## Task input

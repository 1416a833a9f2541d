//! # Text measurement and wrapping
//!
//! The typography engine is pure: it measures strings against a sized
//! [TextFace] and produces wrapped lines that are guaranteed to fit the
//! given pixel budget. Drawing happens through the canvas coverage blit.

use crate::{
    fonts::TextFace,
    raster::Canvas,
};

/// One wrapped line with its measured pixel width
#[derive(Debug, Clone, PartialEq, Eq)]
pub struct WrappedLine {
    /// The text of this line
    pub text: String,
    /// The rendered width in dots
    pub width: u32,
}

/// Measure the pen advance of a string in dots
pub fn measure(face: &dyn TextFace, text: &str) -> u32 {
    text.chars().map(|c| face.advance(c)).sum()
}

/// Break a single word that is wider than the budget
///
/// Returns the longest prefix that fits together with a trailing `-`, and
/// the remainder. A word where not even one char fits yields that char
/// alone, so progress is always made.
fn break_word<'a>(face: &dyn TextFace, word: &'a str, max_width: u32) -> (String, &'a str) {
    let indices: Vec<usize> = word.char_indices().map(|(i, _)| i).collect();
    for &i in indices.iter().skip(1).rev() {
        let head = &word[..i];
        if measure(face, head) + face.advance('-') <= max_width {
            return (format!("{}-", head), &word[i..]);
        }
    }
    let first = indices.get(1).copied().unwrap_or(word.len());
    (word[..first].to_string(), &word[first..])
}

/// Greedy word-wrap of a single paragraph
///
/// Words are accumulated onto the current line while the measured width
/// stays within `max_width`; over-long words are broken at a character
/// boundary. Blank input produces an empty sequence.
pub fn wrap(face: &dyn TextFace, text: &str, max_width: u32) -> Vec<WrappedLine> {
    let mut lines: Vec<WrappedLine> = Vec::new();
    let mut cur = String::new();

    let flush = |cur: &mut String, lines: &mut Vec<WrappedLine>| {
        if !cur.is_empty() {
            let width = measure(face, cur);
            lines.push(WrappedLine {
                text: std::mem::take(cur),
                width,
            });
        }
    };

    for word in text.split_whitespace() {
        let mut word = word;
        let mut broken = String::new();
        while !word.is_empty() && measure(face, word) > max_width {
            flush(&mut cur, &mut lines);
            let (head, rest) = break_word(face, word, max_width);
            broken = head;
            word = rest;
            if !word.is_empty() {
                let width = measure(face, &broken);
                lines.push(WrappedLine {
                    text: std::mem::take(&mut broken),
                    width,
                });
            }
        }
        let word = if broken.is_empty() {
            word
        } else {
            broken.as_str()
        };
        if word.is_empty() {
            continue;
        }
        if cur.is_empty() {
            cur.push_str(word);
        } else {
            let sep = face.advance(' ');
            if measure(face, &cur) + sep + measure(face, word) <= max_width {
                cur.push(' ');
                cur.push_str(word);
            } else {
                flush(&mut cur, &mut lines);
                cur.push_str(word);
            }
        }
    }
    flush(&mut cur, &mut lines);
    lines
}

/// Draw a string with its baseline at `baseline`, pen starting at `x`
pub fn draw_text(canvas: &mut Canvas, face: &dyn TextFace, x: i32, baseline: i32, text: &str) {
    let mut pen = x;
    for c in text.chars() {
        if let Some(g) = face.glyph(c) {
            canvas.draw_coverage(pen + g.left, baseline + g.top, g.width, g.height, &g.coverage);
        }
        pen += face.advance(c) as i32;
    }
}

#[cfg(test)]
mod tests {
    use super::*;
    use crate::fonts::BuiltinFace;

    // scale 1: every char advances 6 dots
    fn face() -> BuiltinFace {
        BuiltinFace::new(8)
    }

    #[test]
    fn test_empty_input_has_zero_lines() {
        assert!(wrap(&face(), "", 100).is_empty());
        assert!(wrap(&face(), "   \n  ", 100).is_empty());
    }

    #[test]
    fn test_simple_wrap() {
        // "aaa bbb" = 42 dots, fits; adding " ccc" would be 66
        let lines = wrap(&face(), "aaa bbb ccc", 48);
        let texts: Vec<&str> = lines.iter().map(|l| l.text.as_str()).collect();
        assert_eq!(vec!["aaa bbb", "ccc"], texts);
        assert_eq!(42, lines[0].width);
    }

    #[test]
    fn test_wrapped_width_never_exceeds_budget() {
        let face = face();
        let text = "the quick brown fox jumps over the extraordinarily lazy dog";
        for max in [30, 48, 60, 120] {
            for line in wrap(&face, text, max) {
                assert!(line.width <= max, "{:?} wider than {}", line.text, max);
            }
        }
    }

    #[test]
    fn test_long_token_is_broken() {
        let face = face();
        let token: String = std::iter::repeat('x').take(200).collect();
        let lines = wrap(&face, &token, 60);
        assert!(lines.len() > 1);
        for line in &lines {
            assert!(line.width <= 60);
        }
        // all but the last fragment carry the break marker
        for line in &lines[..lines.len() - 1] {
            assert!(line.text.ends_with('-'));
        }
        let glued: String = lines
            .iter()
            .map(|l| l.text.trim_end_matches('-'))
            .collect();
        assert_eq!(200, glued.chars().count());
    }

    #[test]
    fn test_single_char_budget_still_progresses() {
        // budget below one glyph: each char goes on its own line
        let lines = wrap(&face(), "abc", 5);
        assert_eq!(3, lines.len());
    }

    #[test]
    fn test_draw_text_inks_canvas() {
        let mut canvas = Canvas::with_height(64, 12);
        draw_text(&mut canvas, &face(), 2, 10, "HI");
        assert!(canvas.ink_count() > 0);
        // 'H' left column at pen x=2, top row at baseline-7
        assert!(canvas.ink_at(2, 3));
    }
}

## Task brief
Reproduce exactly the lines from the beginning of the entries above up to and including the line that contains "canvas coverage blit.".

## Solution to this exercise
repository 1416a833a9f2541d
//! # Text measurement and wrapping
//!
//! The typography engine is pure: it measures strings against a sized
//! [TextFace] and produces wrapped lines that are guaranteed to fit the
//! given pixel budget. Drawing happens through the canvas coverage blit.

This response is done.